ScienceDaily (Aug. 26, 2007) — Compounds in cranberries may help improve the effectiveness of platinum drugs that are used in chemotherapy to fight ovarian cancer, researchers have found in a laboratory study.
Read the story here, http://www.sciencedaily.com/releases/2007/08/070821143625.htm
truly amazing and you know who created the cranberry?? YUP!! Thank you God for this wonderful delight!!
American Indians introduced the earliest settlers to this small, hard, smooth-skinned, shiny red, round to oval-shaped wild berry that is also known by the names craneberry, bounceberry, bearberry, cowberry, or lingonberry. The Indians used the cranberry as both a food and a medicine. Sailors as well as settlers traveling westward used cranberries, full of Vitamin C, as a way to ward off scurvy. On long sea voyages, to keep the cranberries fresh, the sailors would store the berries in barrels full of water.
Besides the Concord grape and blueberry, the cranberry is one of three fruits that are native to America. It is the fruit of a small shrub with trailing vines from genus Vaccinium that likes cold climates. It grows best in poor acid soil in flooded areas called bogs or on moors or mountainsides. Although grown throughout the world, Northern Europe and North America are best known for the cranberry. In North America, cultivated cranberries are grown mainly in Massachusetts, Wisconsin, Washington and Oregon but can be found growing wild in bogs from Nova Scotia to North Carolina and westward to Michigan over to the west coasts of Oregon and Washington.
Cultivating cranberries started in the early 1800s and it took many years of trial and error to discover the best techniques for cultivation. Once painstakingly harvested by hand, machine methods were eventually developed to enable more cranberries to be grown with less effort.
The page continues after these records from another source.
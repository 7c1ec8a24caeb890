//! Persistence module: writes collected lines to a CSV file.
//!
//! Saving never fails loudly. The result is a [`SaveOutcome`] whose display
//! text is the status message to show the user.

use std::fs::{File, OpenOptions};
use std::io::{self, Write};
use std::path::{Path, PathBuf};

use chrono::{DateTime, Local, TimeZone};
use tracing::{info, warn};

/// Minimum share of printable characters for a line to count as data.
const PRINTABLE_THRESHOLD: f64 = 0.7;

/// Suffix format used when the output file already exists.
const COLLISION_TIMESTAMP_FORMAT: &str = "%Y-%m-%d_%H-%M-%S";

/// Counter suffixes tried after the timestamped name is taken.
const MAX_NAME_ATTEMPTS: u32 = 1_000;

/// Errors that can occur while writing the CSV file.
#[derive(Debug)]
pub enum PersistError {
    /// Creating or writing the file failed
    Io(io::Error),

    /// The CSV encoder failed
    Csv(csv::Error),
}

impl std::fmt::Display for PersistError {
    fn fmt(&self, f: &mut std::fmt::Formatter<'_>) -> std::fmt::Result {
        match self {
            PersistError::Io(e) => write!(f, "{}", e),
            PersistError::Csv(e) => write!(f, "{}", e),
        }
    }
}

impl std::error::Error for PersistError {
    fn source(&self) -> Option<&(dyn std::error::Error + 'static)> {
        match self {
            PersistError::Io(e) => Some(e),
            PersistError::Csv(e) => Some(e),
        }
    }
}

impl From<io::Error> for PersistError {
    fn from(err: io::Error) -> Self {
        PersistError::Io(err)
    }
}

impl From<csv::Error> for PersistError {
    fn from(err: csv::Error) -> Self {
        PersistError::Csv(err)
    }
}

/// Result of a save attempt.
#[derive(Debug)]
pub enum SaveOutcome {
    /// The file was written
    Saved { path: PathBuf, rows: usize },

    /// No line was collected, so no file was created
    NothingToSave,

    /// Writing failed
    Failed { path: PathBuf, error: PersistError },
}

impl SaveOutcome {
    /// Path of the written file, if any.
    pub fn path(&self) -> Option<&Path> {
        match self {
            SaveOutcome::Saved { path, .. } => Some(path),
            _ => None,
        }
    }
}

impl std::fmt::Display for SaveOutcome {
    fn fmt(&self, f: &mut std::fmt::Formatter<'_>) -> std::fmt::Result {
        match self {
            SaveOutcome::Saved { path, .. } => write!(f, "Data saved to {}", path.display()),
            SaveOutcome::NothingToSave => write!(f, "No data to save"),
            SaveOutcome::Failed { error, .. } => write!(f, "Error saving data: {}", error),
        }
    }
}

/// Whether `c` is in the standard printable set: ASCII letters, digits,
/// punctuation, and space, tab, LF, CR, VT, FF.
fn is_printable(c: char) -> bool {
    c.is_ascii_alphanumeric()
        || c.is_ascii_punctuation()
        || matches!(c, ' ' | '\t' | '\n' | '\r' | '\x0b' | '\x0c')
}

/// A line is garbled if it is empty or less than 70% printable.
pub fn is_garbled(line: &str) -> bool {
    let total = line.chars().count();
    if total == 0 {
        return true;
    }
    let printable = line.chars().filter(|c| is_printable(*c)).count();
    (printable as f64 / total as f64) < PRINTABLE_THRESHOLD
}

/// The lines that get written: everything, minus a garbled first line.
///
/// Only the first line is checked; later lines are kept as received.
pub fn retained_lines(lines: &[String]) -> &[String] {
    match lines.first() {
        Some(first) if is_garbled(first) => &lines[1..],
        _ => lines,
    }
}

/// Candidate output path for the given attempt.
///
/// Attempt 0 is `requested` itself. Later attempts insert a timestamp, then a
/// counter: `data.csv`, `data_2024-03-01_14-05-09.csv`,
/// `data_2024-03-01_14-05-09_1.csv`, ...
pub fn candidate_path<Tz: TimeZone>(requested: &Path, now: &DateTime<Tz>, attempt: u32) -> PathBuf
where
    Tz::Offset: std::fmt::Display,
{
    if attempt == 0 {
        return requested.to_path_buf();
    }

    let stem = requested
        .file_stem()
        .map(|s| s.to_string_lossy().into_owned())
        .unwrap_or_default();
    let mut base = format!("{}_{}", stem, now.format(COLLISION_TIMESTAMP_FORMAT));
    if attempt > 1 {
        base = format!("{}_{}", base, attempt - 1);
    }
    let file_name = match requested.extension() {
        Some(ext) => format!("{}.{}", base, ext.to_string_lossy()),
        None => base,
    };

    requested.with_file_name(file_name)
}

/// Create a new output file next to `requested` without touching existing files.
///
/// Each candidate from [`candidate_path`] is opened with `create_new`, so the
/// existence check and the create are a single step.
pub fn create_output_file<Tz: TimeZone>(
    requested: &Path,
    now: &DateTime<Tz>,
) -> io::Result<(PathBuf, File)>
where
    Tz::Offset: std::fmt::Display,
{
    for attempt in 0..=MAX_NAME_ATTEMPTS {
        let path = candidate_path(requested, now, attempt);
        match OpenOptions::new().write(true).create_new(true).open(&path) {
            Ok(file) => return Ok((path, file)),
            Err(e) if e.kind() == io::ErrorKind::AlreadyExists => continue,
            Err(e) => return Err(e),
        }
    }

    Err(io::Error::new(
        io::ErrorKind::AlreadyExists,
        format!("no free file name for {}", requested.display()),
    ))
}

/// Write each line as one CSV row, splitting fields on commas.
///
/// Returns the number of rows written.
pub fn write_csv<W: Write>(out: W, lines: &[String]) -> Result<usize, PersistError> {
    let mut writer = csv::WriterBuilder::new()
        .flexible(true)
        .terminator(csv::Terminator::CRLF)
        .from_writer(out);

    for line in lines {
        writer.write_record(line.split(','))?;
    }
    writer.flush()?;

    Ok(lines.len())
}

/// Save a run's lines to `requested`, never overwriting an existing file.
///
/// A garbled first line is dropped. Nothing is written when `lines` is empty.
pub fn save_lines(lines: &[String], requested: &Path) -> SaveOutcome {
    if lines.is_empty() {
        return SaveOutcome::NothingToSave;
    }

    let retained = retained_lines(lines);
    if retained.len() < lines.len() {
        info!(line = %lines[0], "Dropping garbled first line");
    }

    let (path, file) = match create_output_file(requested, &Local::now()) {
        Ok(created) => created,
        Err(e) => {
            warn!(path = %requested.display(), error = %e, "Failed to create output file");
            return SaveOutcome::Failed {
                path: requested.to_path_buf(),
                error: PersistError::Io(e),
            };
        }
    };

    match write_csv(file, retained) {
        Ok(rows) => {
            info!(path = %path.display(), rows = rows, "Data saved");
            SaveOutcome::Saved { path, rows }
        }
        Err(error) => {
            warn!(path = %path.display(), error = %error, "Failed to save data");
            SaveOutcome::Failed { path, error }
        }
    }
}

#[cfg(test)]
mod tests {
    use super::*;
    use std::fs;
    use tempfile::TempDir;

    fn lines(raw: &[&str]) -> Vec<String> {
        raw.iter().map(|s| s.to_string()).collect()
    }

    fn read_rows(path: &Path) -> Vec<Vec<String>> {
        let mut reader = csv::ReaderBuilder::new()
            .has_headers(false)
            .flexible(true)
            .from_path(path)
            .unwrap();
        reader
            .records()
            .map(|r| r.unwrap().iter().map(|f| f.to_string()).collect())
            .collect()
    }

    #[test]
    fn test_numeric_line_is_not_garbled() {
        assert!(!is_garbled("12,34,56"));
        assert!(!is_garbled("time (ms),strain"));
        assert!(!is_garbled("\tA"));
    }

    #[test]
    fn test_empty_line_is_garbled() {
        assert!(is_garbled(""));
    }

    #[test]
    fn test_mostly_replacement_chars_is_garbled() {
        assert!(is_garbled("\u{fffd}\u{fffd}\u{fffd}1"));
        assert!(is_garbled("\u{0}\u{1}\u{2}ab"));
    }

    #[test]
    fn test_garbled_threshold_boundary() {
        // 7 of 10 printable is exactly 70%, which is kept
        assert!(!is_garbled("abcdefg\u{fffd}\u{fffd}\u{fffd}"));
        // 6 of 10 is below
        assert!(is_garbled("abcdef\u{fffd}\u{fffd}\u{fffd}\u{fffd}"));
    }

    #[test]
    fn test_retained_lines_drops_only_garbled_first() {
        let data = lines(&["\u{fffd}\u{fffd}\u{fffd}", "1,2", "\u{fffd}\u{fffd}"]);
        assert_eq!(retained_lines(&data), &data[1..]);

        let data = lines(&["a,b", "1,2"]);
        assert_eq!(retained_lines(&data), &data[..]);

        assert!(retained_lines(&[]).is_empty());
    }

    #[test]
    fn test_candidate_path_sequence() {
        let dir = TempDir::new().unwrap();
        let requested = dir.path().join("data.csv");
        let now = Local.with_ymd_and_hms(2024, 3, 1, 14, 5, 9).unwrap();

        assert_eq!(candidate_path(&requested, &now, 0), requested);
        assert_eq!(
            candidate_path(&requested, &now, 1),
            dir.path().join("data_2024-03-01_14-05-09.csv")
        );
        assert_eq!(
            candidate_path(&requested, &now, 2),
            dir.path().join("data_2024-03-01_14-05-09_1.csv")
        );

        let bare = dir.path().join("data");
        assert_eq!(
            candidate_path(&bare, &now, 1),
            dir.path().join("data_2024-03-01_14-05-09")
        );
    }

    #[test]
    fn test_create_output_file_skips_taken_names() {
        let dir = TempDir::new().unwrap();
        let requested = dir.path().join("data.csv");
        let now = Local.with_ymd_and_hms(2024, 3, 1, 14, 5, 9).unwrap();

        let (first, _) = create_output_file(&requested, &now).unwrap();
        assert_eq!(first, requested);

        fs::write(dir.path().join("data_2024-03-01_14-05-09.csv"), "taken").unwrap();
        let (second, _) = create_output_file(&requested, &now).unwrap();
        assert_eq!(second, dir.path().join("data_2024-03-01_14-05-09_1.csv"));

        // Existing files are left as they were
        assert_eq!(
            fs::read_to_string(dir.path().join("data_2024-03-01_14-05-09.csv")).unwrap(),
            "taken"
        );
    }

    #[test]
    fn test_write_csv_round_trip() {
        let dir = TempDir::new().unwrap();
        let path = dir.path().join("rows.csv");
        let data = lines(&["1,2,3", "4,5,6", "7,8,9", "-1.5,0,1e3"]);

        let rows = write_csv(File::create(&path).unwrap(), &data).unwrap();
        assert_eq!(rows, 4);

        let read = read_rows(&path);
        assert_eq!(read.len(), 4);
        for (row, line) in read.iter().zip(&data) {
            assert_eq!(row.len(), 3);
            assert_eq!(row.join(","), *line);
        }
    }

    #[test]
    fn test_write_csv_uses_crlf_rows() {
        let dir = TempDir::new().unwrap();
        let path = dir.path().join("rows.csv");

        write_csv(File::create(&path).unwrap(), &lines(&["a,b", "1,2"])).unwrap();
        assert_eq!(fs::read_to_string(&path).unwrap(), "a,b\r\n1,2\r\n");
    }

    #[test]
    fn test_write_csv_quotes_when_needed() {
        let dir = TempDir::new().unwrap();
        let path = dir.path().join("rows.csv");
        let data = lines(&["say \"hi\",2", "single"]);

        write_csv(File::create(&path).unwrap(), &data).unwrap();
        assert_eq!(
            read_rows(&path),
            vec![vec!["say \"hi\"".to_string(), "2".to_string()], vec!["single".to_string()]]
        );
    }

    #[test]
    fn test_save_lines_drops_garbled_header() {
        let dir = TempDir::new().unwrap();
        let requested = dir.path().join("data.csv");
        let data = lines(&["\u{fffd}\u{fffd}\u{fffd}\u{fffd}", "1,10", "2,20"]);

        let outcome = save_lines(&data, &requested);
        match &outcome {
            SaveOutcome::Saved { path, rows } => {
                assert_eq!(path, &requested);
                assert_eq!(*rows, 2);
            }
            other => panic!("unexpected outcome: {:?}", other),
        }
        assert_eq!(read_rows(&requested), vec![vec!["1", "10"], vec!["2", "20"]]);
        assert!(outcome.to_string().starts_with("Data saved to "));
    }

    #[test]
    fn test_save_lines_keeps_clean_header() {
        let dir = TempDir::new().unwrap();
        let requested = dir.path().join("data.csv");
        let data = lines(&["time,value", "1,10"]);

        save_lines(&data, &requested);
        assert_eq!(
            read_rows(&requested),
            vec![vec!["time", "value"], vec!["1", "10"]]
        );
    }

    #[test]
    fn test_save_twice_creates_distinct_files() {
        let dir = TempDir::new().unwrap();
        let requested = dir.path().join("data.csv");

        let first = save_lines(&lines(&["a,b", "1,2"]), &requested);
        let second = save_lines(&lines(&["c,d", "3,4"]), &requested);

        let first_path = first.path().unwrap().to_path_buf();
        let second_path = second.path().unwrap().to_path_buf();
        assert_eq!(first_path, requested);
        assert_ne!(first_path, second_path);

        let name = second_path.file_name().unwrap().to_string_lossy().into_owned();
        assert!(name.starts_with("data_"));
        assert!(name.ends_with(".csv"));
        // data_YYYY-MM-DD_HH-MM-SS.csv
        assert_eq!(name.len(), "data_".len() + 19 + ".csv".len());

        assert_eq!(read_rows(&first_path), vec![vec!["a", "b"], vec!["1", "2"]]);
        assert_eq!(read_rows(&second_path), vec![vec!["c", "d"], vec!["3", "4"]]);
    }

    #[test]
    fn test_repeated_saves_never_overwrite() {
        let dir = TempDir::new().unwrap();
        let requested = dir.path().join("data.csv");

        let outcomes: Vec<SaveOutcome> = (0..3)
            .map(|i| {
                let line = format!("run,{}", i);
                save_lines(&lines(&[line.as_str()]), &requested)
            })
            .collect();
        let paths: Vec<PathBuf> = outcomes
            .iter()
            .map(|o| o.path().unwrap().to_path_buf())
            .collect();

        assert_eq!(paths[0], requested);
        assert_ne!(paths[0], paths[1]);
        assert_ne!(paths[1], paths[2]);
        assert_ne!(paths[0], paths[2]);
        assert_eq!(fs::read_dir(dir.path()).unwrap().count(), 3);

        for (i, path) in paths.iter().enumerate() {
            assert_eq!(read_rows(path), vec![vec!["run".to_string(), i.to_string()]]);
        }
    }

    #[test]
    fn test_save_nothing() {
        let dir = TempDir::new().unwrap();
        let requested = dir.path().join("data.csv");

        let outcome = save_lines(&[], &requested);
        assert!(matches!(outcome, SaveOutcome::NothingToSave));
        assert_eq!(outcome.to_string(), "No data to save");
        assert!(!requested.exists());
    }

    #[test]
    fn test_save_failure_is_reported() {
        let dir = TempDir::new().unwrap();
        let requested = dir.path().join("missing-dir").join("data.csv");

        let outcome = save_lines(&lines(&["1,2"]), &requested);
        assert!(matches!(outcome, SaveOutcome::Failed { .. }));
        assert!(outcome.to_string().starts_with("Error saving data: "));
    }
}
Processing of the berries involved finding an efficient method for separating the good cranberries from the bad. As good cranberries bounce and bad ones don't, a mechanical system was devised for sorting that incorporated this unusual characteristic.
Before 1960 most cranberries were sold either fresh or canned. It wasn't until the 1960s that the demand for cranberries started to exceed supply. This is when Ocean Spray introduced a drink called cranberry juice cocktail. Its instant success led to other cranberry-fruit combinations being developed like Cran-Raspberry, Cran-Grape, and Cran-Apple drinks. In fact, so popular are cranberry drinks that most cranberries grown today are processed for use in fruit drinks.